_WHAT IS BEING ASKED_
Start with the first line of the material. Repeat each line exactly through the one that contains "pub struct MonitoringConfig".

_DATA RECORDS_
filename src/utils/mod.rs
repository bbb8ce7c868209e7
pub mod error;
pub mod logger;
pub mod monitor;
pub mod validation;
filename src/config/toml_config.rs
use crate::adapters::wayback::{DEFAULT_CDX_ENDPOINT, DEFAULT_WAYBACK_BASE};
use crate::config::{
    validate_settings, DEFAULT_CONCURRENT_REQUESTS, DEFAULT_OUTPUT_PATH, DEFAULT_RETRY_ATTEMPTS,
    DEFAULT_RETRY_DELAY_SECONDS, DEFAULT_TIMEOUT_SECONDS,
};
use crate::core::ConfigProvider;
use crate::utils::error::{ArchiveError, Result};
use crate::utils::validation::{validate_target_url, Validate};
use serde::{Deserialize, Serialize};
use std::path::Path;
use std::time::Duration;

#[derive(Debug, Clone, Default, Serialize, Deserialize)]
#[serde(default)]
pub struct TomlConfig {
    pub target: TargetConfig,
    pub source: SourceConfig,
    pub extract: ExtractConfig,
    pub load: LoadConfig,
    pub monitoring: MonitoringConfig,
}

#[derive(Debug, Clone, Default, Serialize, Deserialize)]
#[serde(default)]
pub struct TargetConfig {
    pub url: Option<String>,
    pub years: Option<Vec<u16>>,
    pub keywords: Option<Vec<String>>,
}

#[derive(Debug, Clone, Default, Serialize, Deserialize)]
#[serde(default)]
pub struct SourceConfig {
    pub cdx_endpoint: Option<String>,
    pub wayback_base: Option<String>,
    pub timeout_seconds: Option<u64>,
    pub retry_attempts: Option<u32>,
    pub retry_delay_seconds: Option<u64>,
}

#[derive(Debug, Clone, Default, Serialize, Deserialize)]
#[serde(default)]
pub struct ExtractConfig {
    pub concurrent_requests: Option<usize>,
}

#[derive(Debug, Clone, Default, Serialize, Deserialize)]
#[serde(default)]
pub struct LoadConfig {
    pub output_path: Option<String>,
    pub output_formats: Option<Vec<String>>,
}

#[derive(Debug, Clone, Default, Serialize, Deserialize)]
#[serde(default)]
pub struct MonitoringConfig {
    pub enabled: Option<bool>,
    pub log_file: Option<String>,
}

impl TomlConfig {
    /// 從 TOML 檔案載入配置
    pub fn from_file<P: AsRef<Path>>(path: P) -> Result<Self> {
        let content = std::fs::read_to_string(&path)?;
        Self::from_toml_str(&content)
    }

    /// 從 TOML 字串解析配置
    pub fn from_toml_str(content: &str) -> Result<Self> {
        let processed_content = Self::substitute_env_vars(content)?;

        toml::from_str(&processed_content).map_err(|e| ArchiveError::ConfigValidationError {
            field: "toml_parsing".to_string(),
            message: format!("TOML parsing error: {}", e),
        })
    }

    /// 替換環境變數 (例如 ${ARCHIVE_URL})
    fn substitute_env_vars(content: &str) -> Result<String> {
        let re = regex::Regex::new(r"\$\{([^}]+)\}").map_err(|e| ArchiveError::ConfigError {
            message: format!("Invalid substitution pattern: {}", e),
        })?;

        let result = re.replace_all(content, |caps: &regex::Captures| {
            let var_name = &caps[1];
            std::env::var(var_name).unwrap_or_else(|_| format!("${{{}}}", var_name))
        });

        Ok(result.to_string())
    }

    pub fn monitoring_enabled(&self) -> bool {
        self.monitoring.enabled.unwrap_or(false)
    }
}

impl ConfigProvider for TomlConfig {
    fn cdx_endpoint(&self) -> &str {
        self.source.cdx_endpoint.as_deref().unwrap_or(DEFAULT_CDX_ENDPOINT)
    }

    fn wayback_base(&self) -> &str {
        self.source.wayback_base.as_deref().unwrap_or(DEFAULT_WAYBACK_BASE)
    }

    fn output_path(&self) -> &str {
        self.load.output_path.as_deref().unwrap_or(DEFAULT_OUTPUT_PATH)
    }

    fn concurrent_requests(&self) -> usize {
        self.extract
            .concurrent_requests
            .unwrap_or(DEFAULT_CONCURRENT_REQUESTS)
    }

    fn retry_attempts(&self) -> u32 {
        self.source.retry_attempts.unwrap_or(DEFAULT_RETRY_ATTEMPTS)
    }

    fn retry_delay(&self) -> Duration {
        Duration::from_secs(
            self.source
                .retry_delay_seconds
                .unwrap_or(DEFAULT_RETRY_DELAY_SECONDS),
        )
    }

    fn request_timeout(&self) -> Duration {
        Duration::from_secs(self.source.timeout_seconds.unwrap_or(DEFAULT_TIMEOUT_SECONDS))
    }
}

impl Validate for TomlConfig {
    fn validate(&self) -> Result<()> {
        if let Some(url) = &self.target.url {
            validate_target_url("target.url", url)?;
        }
        validate_settings(self)
    }
}
#[cfg(test)]
mod tests {
    use super::*;
    use crate::domain::model::{KeywordMatches, OutputFormat};
    use httpmock::prelude::*;
    use std::collections::HashMap;
    use std::sync::Arc;
    use std::time::Duration;
    use tokio::sync::Mutex;

    #[derive(Clone)]
    struct MockStorage {
        files: Arc<Mutex<HashMap<String, Vec<u8>>>>,
    }

    impl MockStorage {
        fn new() -> Self {
            Self {
                files: Arc::new(Mutex::new(HashMap::new())),
            }
        }

        async fn get_file(&self, path: &str) -> Option<Vec<u8>> {
            let files = self.files.lock().await;
            files.get(path).cloned()
        }

        async fn paths(&self) -> Vec<String> {
            let files = self.files.lock().await;
            let mut paths: Vec<String> = files.keys().cloned().collect();
            paths.sort();
            paths
        }
    }

    impl Storage for MockStorage {
        async fn write_file(&self, path: &str, data: &[u8]) -> Result<()> {
            let mut files = self.files.lock().await;
            files.insert(path.to_string(), data.to_vec());
            Ok(())
        }

        fn display_path(&self, path: &str) -> String {
            path.to_string()
        }
    }

    struct MockConfig {
        cdx_endpoint: String,
        wayback_base: String,
    }

    impl MockConfig {
        fn new(server: &MockServer) -> Self {
            Self {
                cdx_endpoint: server.url("/cdx/search/cdx"),
                wayback_base: server.url("/web/"),
            }
        }
    }

    impl ConfigProvider for MockConfig {
        fn cdx_endpoint(&self) -> &str {
            &self.cdx_endpoint
        }

        fn wayback_base(&self) -> &str {
            &self.wayback_base
        }

        fn output_path(&self) -> &str {
            "test_output"
        }

        fn concurrent_requests(&self) -> usize {
            2
        }

        fn retry_attempts(&self) -> u32 {
            1
        }

        fn retry_delay(&self) -> Duration {
            Duration::from_millis(1)
        }

        fn request_timeout(&self) -> Duration {
            Duration::from_secs(5)
        }
    }

    fn request(keywords: &[&str], formats: Vec<OutputFormat>) -> SearchRequest {
        SearchRequest {
            url: "http://example.com".to_string(),
            years: vec![2008],
            keywords: keywords.iter().map(|k| k.to_string()).collect(),
            formats,
        }
    }

    fn snapshots() -> Vec<Snapshot> {
        vec![
            Snapshot::new("20080115123045", "http://example.com/"),
            Snapshot::new("20080601000000", "http://example.com/"),
        ]
    }

    #[tokio::test]
    async fn test_extract_lists_year_snapshots() {
        let server = MockServer::start();
        let cdx_mock = server.mock(|when, then| {
            when.method(GET)
                .path("/cdx/search/cdx")
                .query_param("from", "20080101");
            then.status(200)
                .header("Content-Type", "application/json")
                .json_body(serde_json::json!([
                    ["timestamp", "original"],
                    ["20080115123045", "http://example.com/"],
                    ["20080601000000", "http://example.com/"]
                ]));
        });

        let pipeline = ArchivePipeline::new(
            MockStorage::new(),
            &MockConfig::new(&server),
            request(&[], vec![OutputFormat::Text]),
        )
        .unwrap();

        let result = pipeline.extract(2008).await.unwrap();

        cdx_mock.assert();
        assert_eq!(result, snapshots());
    }

    #[tokio::test]
    async fn test_transform_filters_by_keyword() {
        let server = MockServer::start();
        let first = server.mock(|when, then| {
            when.method(GET).path_contains("20080115123045");
            then.status(200)
                .body("<html><body><h1>Learning RUST today</h1></body></html>");
        });
        let second = server.mock(|when, then| {
            when.method(GET).path_contains("20080601000000");
            then.status(200)
                .body("<html><body><p>Nothing to see here, only python</p></body></html>");
        });

        let pipeline = ArchivePipeline::new(
            MockStorage::new(),
            &MockConfig::new(&server),
            request(&["rust", "python", "golang"], vec![OutputFormat::Text]),
        )
        .unwrap();

        let report = pipeline.transform(2008, snapshots()).await.unwrap();

        // 每個頁面只抓一次
        first.assert_hits(1);
        second.assert_hits(1);
        assert_eq!(report.keyword_matches.len(), 3);
        assert_eq!(report.keyword_matches[0].snapshots, vec![snapshots()[0].clone()]);
        assert_eq!(report.keyword_matches[1].snapshots, vec![snapshots()[1].clone()]);
        assert!(report.keyword_matches[2].snapshots.is_empty());
        assert!(report.scan_interrupted.is_none());
    }

    #[tokio::test]
    async fn test_transform_stops_on_fetch_error_and_keeps_partial_matches() {
        let server = MockServer::start();
        server.mock(|when, then| {
            when.method(GET).path_contains("20080115123045");
            then.status(200).body("<p>rust</p>");
        });
        server.mock(|when, then| {
            when.method(GET).path_contains("20080601000000");
            then.status(429);
        });

        let pipeline = ArchivePipeline::new(
            MockStorage::new(),
            &MockConfig::new(&server),
            request(&["rust"], vec![OutputFormat::Text]),
        )
        .unwrap();

        let mut input = snapshots();
        input.push(Snapshot::new("20081201000000", "http://example.com/"));
        let report = pipeline.transform(2008, input).await.unwrap();

        assert_eq!(report.keyword_matches[0].snapshots.len(), 1);
        assert!(report.scan_interrupted.unwrap().contains("Rate limit"));
    }

    #[tokio::test]
    async fn test_transform_without_keywords_skips_page_fetches() {
        let server = MockServer::start();
        let page_mock = server.mock(|when, then| {
            when.method(GET).path_contains("/web/");
            then.status(200).body("<p>rust</p>");
        });

        let pipeline = ArchivePipeline::new(
            MockStorage::new(),
            &MockConfig::new(&server),
            request(&[], vec![OutputFormat::Text]),
        )
        .unwrap();

        let report = pipeline.transform(2008, snapshots()).await.unwrap();

        page_mock.assert_hits(0);
        assert!(report.keyword_matches.is_empty());
        assert_eq!(report.snapshots.len(), 2);
    }

    #[tokio::test]
    async fn test_load_year_listing_in_every_format() {
        let storage = MockStorage::new();
        let config = MockConfig {
            cdx_endpoint: "http://test.com/cdx".to_string(),
            wayback_base: "http://web.archive.org/web/".to_string(),
        };
        let pipeline = ArchivePipeline::new(storage.clone(), &config, request(&[], OutputFormat::ALL.to_vec())).unwrap();

        let report = YearReport {
            year: 2008,
            snapshots: snapshots(),
            ..Default::default()
        };
        let written = pipeline.load(report).await.unwrap();

        assert_eq!(written.len(), 4);
        assert_eq!(
            storage.paths().await,
            vec![
                "2008/example.com_2008_snapshots.csv",
                "2008/example.com_2008_snapshots.html",
                "2008/example.com_2008_snapshots.json",
                "2008/example.com_2008_snapshots.txt",
            ]
        );

        let text = storage.get_file("2008/example.com_2008_snapshots.txt").await.unwrap();
        assert_eq!(
            String::from_utf8(text).unwrap(),
            "2008-01-15 12:30:45: http://web.archive.org/web/20080115123045/http://example.com/\n\
             2008-06-01 00:00:00: http://web.archive.org/web/20080601000000/http://example.com/\n"
        );
    }

    #[tokio::test]
    async fn test_load_keyword_listings_and_fallback() {
        let storage = MockStorage::new();
        let config = MockConfig {
            cdx_endpoint: "http://test.com/cdx".to_string(),
            wayback_base: "http://web.archive.org/web/".to_string(),
        };
        let pipeline = ArchivePipeline::new(
            storage.clone(),
            &config,
            request(&["open source", "golang", "cobol"], vec![OutputFormat::Json]),
        )
        .unwrap();

        let report = YearReport {
            year: 2008,
            snapshots: snapshots(),
            keyword_matches: vec![
                KeywordMatches {
                    keyword: "open source".to_string(),
                    snapshots: vec![snapshots()[1].clone()],
                },
                KeywordMatches {
                    keyword: "golang".to_string(),
                    snapshots: vec![],
                },
                KeywordMatches {
                    keyword: "cobol".to_string(),
                    snapshots: vec![],
                },
            ],
            scan_interrupted: None,
        };
        let written = pipeline.load(report).await.unwrap();

        assert_eq!(written.len(), 2);
        assert_eq!(
            storage.paths().await,
            vec![
                "2008/example.com_2008_snapshots.json",
                "2008/open_source/example.com_2008_snapshots.json",
            ]
        );

        let json = storage
            .get_file("2008/open_source/example.com_2008_snapshots.json")
            .await
            .unwrap();
        let parsed: Vec<serde_json::Value> = serde_json::from_slice(&json).unwrap();
        assert_eq!(parsed.len(), 1);
        assert_eq!(parsed[0]["timestamp"], "2008-06-01 00:00:00");
    }

    #[tokio::test]
    async fn test_load_dot_keywords_stay_below_year_directory() {
        let storage = MockStorage::new();
        let config = MockConfig {
            cdx_endpoint: "http://test.com/cdx".to_string(),
            wayback_base: "http://web.archive.org/web/".to_string(),
        };
        let pipeline = ArchivePipeline::new(
            storage.clone(),
            &config,
            request(&["golang", ".", ".."], vec![OutputFormat::Text]),
        )
        .unwrap();

        let report = YearReport {
            year: 2008,
            snapshots: snapshots(),
            keyword_matches: vec![
                KeywordMatches {
                    keyword: "golang".to_string(),
                    snapshots: vec![],
                },
                KeywordMatches {
                    keyword: ".".to_string(),
                    snapshots: vec![snapshots()[0].clone()],
                },
                KeywordMatches {
                    keyword: "..".to_string(),
                    snapshots: vec![snapshots()[1].clone()],
                },
            ],
            scan_interrupted: None,
        };
        let written = pipeline.load(report).await.unwrap();

        assert_eq!(written.len(), 3);
        assert_eq!(
            storage.paths().await,
            vec![
                "2008/_/example.com_2008_snapshots.txt",
                "2008/__/example.com_2008_snapshots.txt",
                "2008/example.com_2008_snapshots.txt",
            ]
        );

        // 整年清單不可被關鍵字清單覆蓋
        let year_listing = storage.get_file("2008/example.com_2008_snapshots.txt").await.unwrap();
        assert_eq!(String::from_utf8(year_listing).unwrap().lines().count(), 2);
    }

    #[tokio::test]
    async fn test_load_without_snapshots_writes_nothing() {
        let storage = MockStorage::new();
        let config = MockConfig {
            cdx_endpoint: "http://test.com/cdx".to_string(),
            wayback_base: "http://web.archive.org/web/".to_string(),
        };
        let pipeline = ArchivePipeline::new(storage.clone(), &config, request(&["rust"], vec![OutputFormat::Csv])).unwrap();

        let written = pipeline
            .load(YearReport {
                year: 2008,
                ..Default::default()
            })
            .await
            .unwrap();

        assert!(written.is_empty());
        assert!(storage.paths().await.is_empty());
    }
}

_ANSWER BOX_
filename src/utils/mod.rs
repository bbb8ce7c868209e7
pub mod error;
pub mod logger;
pub mod monitor;
pub mod validation;
filename src/config/toml_config.rs
use crate::adapters::wayback::{DEFAULT_CDX_ENDPOINT, DEFAULT_WAYBACK_BASE};
use crate::config::{
    validate_settings, DEFAULT_CONCURRENT_REQUESTS, DEFAULT_OUTPUT_PATH, DEFAULT_RETRY_ATTEMPTS,
    DEFAULT_RETRY_DELAY_SECONDS, DEFAULT_TIMEOUT_SECONDS,
};
use crate::core::ConfigProvider;
use crate::utils::error::{ArchiveError, Result};
use crate::utils::validation::{validate_target_url, Validate};
use serde::{Deserialize, Serialize};
use std::path::Path;
use std::time::Duration;

#[derive(Debug, Clone, Default, Serialize, Deserialize)]
#[serde(default)]
pub struct TomlConfig {
    pub target: TargetConfig,
    pub source: SourceConfig,
    pub extract: ExtractConfig,
    pub load: LoadConfig,
    pub monitoring: MonitoringConfig,
}

#[derive(Debug, Clone, Default, Serialize, Deserialize)]
#[serde(default)]
pub struct TargetConfig {
    pub url: Option<String>,
    pub years: Option<Vec<u16>>,
    pub keywords: Option<Vec<String>>,
}

#[derive(Debug, Clone, Default, Serialize, Deserialize)]
#[serde(default)]
pub struct SourceConfig {
    pub cdx_endpoint: Option<String>,
    pub wayback_base: Option<String>,
    pub timeout_seconds: Option<u64>,
    pub retry_attempts: Option<u32>,
    pub retry_delay_seconds: Option<u64>,
}

#[derive(Debug, Clone, Default, Serialize, Deserialize)]
#[serde(default)]
pub struct ExtractConfig {
    pub concurrent_requests: Option<usize>,
}

#[derive(Debug, Clone, Default, Serialize, Deserialize)]
#[serde(default)]
pub struct LoadConfig {
    pub output_path: Option<String>,
    pub output_formats: Option<Vec<String>>,
}

#[derive(Debug, Clone, Default, Serialize, Deserialize)]
#[serde(default)]
pub struct MonitoringConfig {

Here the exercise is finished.